Incidence rates for hormone receptor positive (HR+) breast cancers are considerably higher in black men than white men, in stark contrast to lower incidence rates of those cancer subtypes in black versus white women. That's according to a new American Cancer Society study that used nationwide data to provide the first report on differences in subtype-specific breast cancer incidence rates between black men and white men. The study appears in JNCI Cancer Spectrum.
Incidence rates of breast cancer in men are higher in blacks than in whites in the United States, in contrast to rates for women, among whom breast cancer incidence rates remain slightly higher in whites than in blacks. There are considerable racial differences in breast cancer rates by subtype in women, with black women having about twice the rate of triple-negative breast cancer and lower rates of HR-positive cancers. This difference has significant implications for patient outcomes.
However, it is unknown whether similar subtype-specific differences in breast cancer incidence rates occur between black men and white men. To find out, researchers led by Hyuna Sung, Ph.D. examined subtype specific breast cancer incidence rates in black and white men in the U.S. using a contemporary nationwide database.

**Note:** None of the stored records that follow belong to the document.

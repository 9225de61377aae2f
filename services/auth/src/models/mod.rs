//! Authentication service models

pub mod session;

// Re-export for convenience
pub use session::{NewSession, Session, SessionMetadata};
//! Prompt templates with named placeholders
//!
//! A template is plain text with `{name}` placeholders drawn from a fixed
//! set. `{{` and `}}` stand for literal braces. Any other brace use is
//! rejected when the template is parsed.

use thiserror::Error;

/// Values a template can refer to
#[derive(Debug, Clone, Copy, PartialEq, Eq)]
pub enum Placeholder {
    VideoTitle,
    Language,
    SubtitleText,
    MetadataContext,
    ReferenceContext,
    ContextSubtitles,
    NonVerbalCues,
}

impl Placeholder {
    pub const ALL: [Placeholder; 7] = [
        Placeholder::VideoTitle,
        Placeholder::Language,
        Placeholder::SubtitleText,
        Placeholder::MetadataContext,
        Placeholder::ReferenceContext,
        Placeholder::ContextSubtitles,
        Placeholder::NonVerbalCues,
    ];

    pub fn name(self) -> &'static str {
        match self {
            Placeholder::VideoTitle => "video_title",
            Placeholder::Language => "language",
            Placeholder::SubtitleText => "subtitle_text",
            Placeholder::MetadataContext => "metadata_context",
            Placeholder::ReferenceContext => "reference_context",
            Placeholder::ContextSubtitles => "context_subtitles",
            Placeholder::NonVerbalCues => "non_verbal_cues",
        }
    }

    fn from_name(name: &str) -> Option<Self> {
        Self::ALL.into_iter().find(|placeholder| placeholder.name() == name)
    }
}

/// Template parse errors
#[derive(Error, Debug, Clone, PartialEq, Eq)]
pub enum TemplateError {
    #[error("Unknown placeholder '{name}' at byte {position}")]
    UnknownPlaceholder { name: String, position: usize },

    #[error("Unterminated placeholder at byte {0}")]
    Unterminated(usize),

    #[error("Unmatched '}}' at byte {0}")]
    UnmatchedBrace(usize),
}

#[derive(Debug, Clone, PartialEq, Eq)]
enum Segment {
    Literal(String),
    Value(Placeholder),
}

/// Values bound into a template
///
/// Optional sections are empty strings when they have nothing to show.
#[derive(Debug, Clone, Default, PartialEq, Eq)]
pub struct PromptVariables {
    pub video_title: String,
    pub language: String,
    pub subtitle_text: String,
    pub metadata_context: String,
    pub reference_context: String,
    pub context_subtitles: String,
    pub non_verbal_cues: String,
}

impl PromptVariables {
    fn value(&self, placeholder: Placeholder) -> &str {
        match placeholder {
            Placeholder::VideoTitle => &self.video_title,
            Placeholder::Language => &self.language,
            Placeholder::SubtitleText => &self.subtitle_text,
            Placeholder::MetadataContext => &self.metadata_context,
            Placeholder::ReferenceContext => &self.reference_context,
            Placeholder::ContextSubtitles => &self.context_subtitles,
            Placeholder::NonVerbalCues => &self.non_verbal_cues,
        }
    }
}

/// A parsed prompt template
#[derive(Debug, Clone, PartialEq, Eq)]
pub struct PromptTemplate {
    segments: Vec<Segment>,
}

impl PromptTemplate {
    pub fn parse(source: &str) -> Result<Self, TemplateError> {
        let mut segments = Vec::new();
        let mut literal = String::new();
        let mut chars = source.char_indices().peekable();

        while let Some((position, c)) = chars.next() {
            match c {
                '{' if chars.next_if(|&(_, next)| next == '{').is_some() => literal.push('{'),
                '}' if chars.next_if(|&(_, next)| next == '}').is_some() => literal.push('}'),
                '{' => {
                    let start = position + 1;
                    let end = source[start..]
                        .find('}')
                        .map(|offset| start + offset)
                        .ok_or(TemplateError::Unterminated(position))?;

                    let name = &source[start..end];
                    let placeholder = Placeholder::from_name(name).ok_or_else(|| {
                        TemplateError::UnknownPlaceholder {
                            name: name.to_string(),
                            position,
                        }
                    })?;

                    if !literal.is_empty() {
                        segments.push(Segment::Literal(std::mem::take(&mut literal)));
                    }
                    segments.push(Segment::Value(placeholder));

                    while chars.next_if(|&(index, _)| index <= end).is_some() {}
                }
                '}' => return Err(TemplateError::UnmatchedBrace(position)),
                other => literal.push(other),
            }
        }

        if !literal.is_empty() {
            segments.push(Segment::Literal(literal));
        }

        Ok(Self { segments })
    }

    /// Placeholders used by the template, in order of appearance
    pub fn placeholders(&self) -> impl Iterator<Item = Placeholder> + '_ {
        self.segments.iter().filter_map(|segment| match segment {
            Segment::Value(placeholder) => Some(*placeholder),
            Segment::Literal(_) => None,
        })
    }

    pub fn render(&self, variables: &PromptVariables) -> String {
        self.segments
            .iter()
            .map(|segment| match segment {
                Segment::Literal(text) => text.as_str(),
                Segment::Value(placeholder) => variables.value(*placeholder),
            })
            .collect()
    }
}
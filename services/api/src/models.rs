//! API models for request and response payloads

pub mod explanation;
pub mod image;
pub mod reference;
pub mod request;
pub mod setting;
pub mod video;

pub use explanation::{
    ExplainRequest, ExplainResponseData, Explanation, ExplanationReference, ExplanationSource,
    SourceKind, SubtitleLine,
};
pub use image::{Image, NewImage, UploadResponse};
pub use reference::{
    Extraction, Reference, ReferenceDocument, ReferenceItem, ReferenceMetadata, ReferenceSource,
};
pub use request::{LanguageCount, NewRequestRecord, RequestRecord, RequestStatistics};
pub use setting::{Setting, SettingUpdateRequest};
pub use video::{NewVideo, Video, VideoData, VideoRegisterRequest};
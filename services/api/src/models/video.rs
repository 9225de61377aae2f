//! Video models

use chrono::{DateTime, Utc};
use serde::{Deserialize, Serialize};
use serde_json::{Map, Value};

/// Stored video
#[derive(Debug, Clone, Serialize, Deserialize)]
pub struct Video {
    pub video_id: String,
    pub platform: String,
    pub title: String,
    pub lang: String,
    /// Descriptive fields such as season, episode, duration or url
    pub metadata: Map<String, Value>,
    pub created_at: DateTime<Utc>,
    pub updated_at: DateTime<Utc>,
}

impl Video {
    fn metadata_i64(&self, key: &str) -> Option<i64> {
        self.metadata.get(key).and_then(Value::as_i64)
    }
}

/// Video creation or update payload
#[derive(Debug, Clone)]
pub struct NewVideo {
    pub video_id: String,
    pub platform: String,
    pub title: String,
    pub lang: String,
    pub metadata: Map<String, Value>,
}

/// Video registration request
#[derive(Debug, Clone, Deserialize)]
#[serde(rename_all = "camelCase")]
pub struct VideoRegisterRequest {
    pub video_id: String,
    pub platform: String,
    pub title: String,
    #[serde(default = "default_lang")]
    pub lang: String,
    pub season: Option<i64>,
    pub episode: Option<i64>,
    /// Duration in seconds
    pub duration: Option<i64>,
    pub url: Option<String>,
}

fn default_lang() -> String {
    "en".to_string()
}

impl VideoRegisterRequest {
    pub fn into_new_video(self) -> NewVideo {
        let mut metadata = Map::new();
        if let Some(season) = self.season {
            metadata.insert("season".to_string(), season.into());
        }
        if let Some(episode) = self.episode {
            metadata.insert("episode".to_string(), episode.into());
        }
        if let Some(duration) = self.duration {
            metadata.insert("duration".to_string(), duration.into());
        }
        if let Some(url) = self.url.filter(|url| !url.is_empty()) {
            metadata.insert("url".to_string(), url.into());
        }

        NewVideo {
            video_id: self.video_id,
            platform: self.platform,
            title: self.title,
            lang: self.lang,
            metadata,
        }
    }
}

/// Video as returned by the API
#[derive(Debug, Clone, Serialize)]
#[serde(rename_all = "camelCase")]
pub struct VideoData {
    pub video_id: String,
    pub platform: String,
    pub title: String,
    pub lang: String,
    pub season: Option<i64>,
    pub episode: Option<i64>,
    pub duration: Option<i64>,
    pub url: Option<String>,
    pub created_at: DateTime<Utc>,
    pub updated_at: DateTime<Utc>,
}

impl From<Video> for VideoData {
    fn from(video: Video) -> Self {
        Self {
            season: video.metadata_i64("season"),
            episode: video.metadata_i64("episode"),
            duration: video.metadata_i64("duration"),
            url: video
                .metadata
                .get("url")
                .and_then(Value::as_str)
                .map(str::to_string),
            video_id: video.video_id,
            platform: video.platform,
            title: video.title,
            lang: video.lang,
            created_at: video.created_at,
            updated_at: video.updated_at,
        }
    }
}
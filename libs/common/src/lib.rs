//! Common library for the Docent services
//!
//! This crate provides shared functionality used by the auth and api
//! services: database connectivity and schema, error handling,
//! environment configuration and tracing setup.
//!
//! ```rust,no_run
//! use common::database::{DatabaseConfig, health_check, init_pool, run_migrations};
//!
//! #[tokio::main]
//! async fn main() -> Result<(), Box<dyn std::error::Error>> {
//!     let config = DatabaseConfig::from_env()?;
//!     let pool = init_pool(&config).await?;
//!     run_migrations(&pool).await?;
//!     let is_healthy = health_check(&pool).await?;
//!     println!("Database health check: {}", is_healthy);
//!     Ok(())
//! }
//! ```

pub mod config;
pub mod database;
pub mod error;
pub mod telemetry;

They found that rates for all subtypes were higher among black than white men, with rates for HR+/HER- breast cancers about 41% higher among black men compared to white men; about 65% higher for HR+/HER2+, more than 2.5 times higher for HR-/HER2+, and 2.27 times higher for triple-negative breast cancer. Conversely, among women, rates in blacks were 21% lower for HR+/HER2- and comparable for HR+/HER2+, but 29% and 93% higher for HR-/HER2+ and triple-negative subtypes, respectively.
"Reasons for the elevated risk of breast cancer in black men are largely unknown but may involve multitude of risk factors including genetic and non-genetic factors," write the authors. Racial differences in the prevalence of mammography and menopausal hormone supplements are thought to have contributed to the historically higher incidence rate of HR+ cancers in white women, but these are not factors in breast cancer in men.
Well-known risk factors for male breast cancer include family history of breast and/or ovarian cancers, pathogenic mutations in BRCA2, radiation exposure, and conditions that alter hormonal balance such as Klinefelter syndrome and gynecomastia, and potentially obesity and diabetes. Moreover, previous studies have found higher level of estradiol was found to be associated with increased risk of male breast cancer after controlling for body mass index, suggesting a presence of estrogen-mediated carcinogenesis in male breast cancer. However, whether associations of these risk factors vary by tumor subtypes remains unknown and should be considered in future etiologic studies.
The authors conclude that black-white patterns in subtype-specific breast cancer incidence rates differ between men and women, especially for HR+ disease, and that this may have implications for the etiology of breast cancer. Future studies, they write, should identify factors contributing to these patterns to further inform prevention strategies.